What is the Difference Between Conventional Talk Psychotherapy and Experiential Psychotherapy?

Hilary Jacobs Hendel
6 min readDec 12, 2016

As Laura shared her story with me, her eyes filled with tears. Recognizing the emergence of emotion, I invited her to slow down and notice the physical experience of her sadness with compassion towards it. She stopped speaking and focused inward. As she did, the sadness increased allowing her tears to flow unencumbered by conflict.

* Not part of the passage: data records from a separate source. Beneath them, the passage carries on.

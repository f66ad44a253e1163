// ==========================================
// 集装箱单证核对系统 - 危险品校验器
// ==========================================
// 依据: Column_Role_Spec_v0.4.md - 3.4 危险品列识别
// 职责: UN 编号 (4 位数字,可带 UN 前缀) + IMDG 等级 (1-9,可带一位小数)
// ==========================================

use crate::domain::CellValue;
use once_cell::sync::Lazy;
use regex::Regex;

// "1203" / "UN1203" / "UN 1203"
static UN_NUMBER_RE: Lazy<Regex> =
    Lazy::new(|| Regex::new(r"(?i)^(?:UN\s*)?(\d{4})$").expect("UN 编号正则非法"));

// "3" / "4.3" / "1.4"
static DG_CLASS_RE: Lazy<Regex> =
    Lazy::new(|| Regex::new(r"^[1-9](?:\.\d)?$").expect("DG 等级正则非法"));

/// 解析 UN 编号,返回 4 位数字串
pub fn parse_un_number(cell: &CellValue) -> Option<String> {
    let text = cell.canonical_string()?;
    let caps = UN_NUMBER_RE.captures(text.trim())?;
    Some(caps.get(1)?.as_str().to_string())
}

/// 解析 DG 等级（1-9,可带一位小数）
pub fn parse_dg_class(cell: &CellValue) -> Option<String> {
    let text = cell.canonical_string()?;
    let trimmed = text.trim();
    if DG_CLASS_RE.is_match(trimmed) {
        Some(trimmed.to_string())
    } else {
        None
    }
}

/// UN 编号匹配权重
pub fn un_match_weight(cell: &CellValue) -> f64 {
    if parse_un_number(cell).is_some() {
        1.0
    } else {
        0.0
    }
}

/// DG 等级匹配权重
pub fn class_match_weight(cell: &CellValue) -> f64 {
    if parse_dg_class(cell).is_some() {
        1.0
    } else {
        0.0
    }
}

Laura cried as I quietly sat present with her making sure she felt safe and not alone. Soon the wave of affect passed. I then gently directed her to stay focused on what was happening in her body now that the sadness had passed. After about 60 seconds, she looked up at me with bright-eyes. “I feel calm now,” she said. “I really was a very sad child,” she reported with newfound insight, clarity, self-compassion and recognition for how her parents’ difficulties had affected her.

Ever since I was a little girl, I wanted to become a psychoanalyst — like Freud. And that is exactly what I did. And then I learned of an entirely new way of working where the focus was on giving the patient a healing and transformational experience.

I first heard about this new way of working in 2004. I was attending a conference on emotions and attachment. It was there that I first saw videos showing therapists skillfully and gently…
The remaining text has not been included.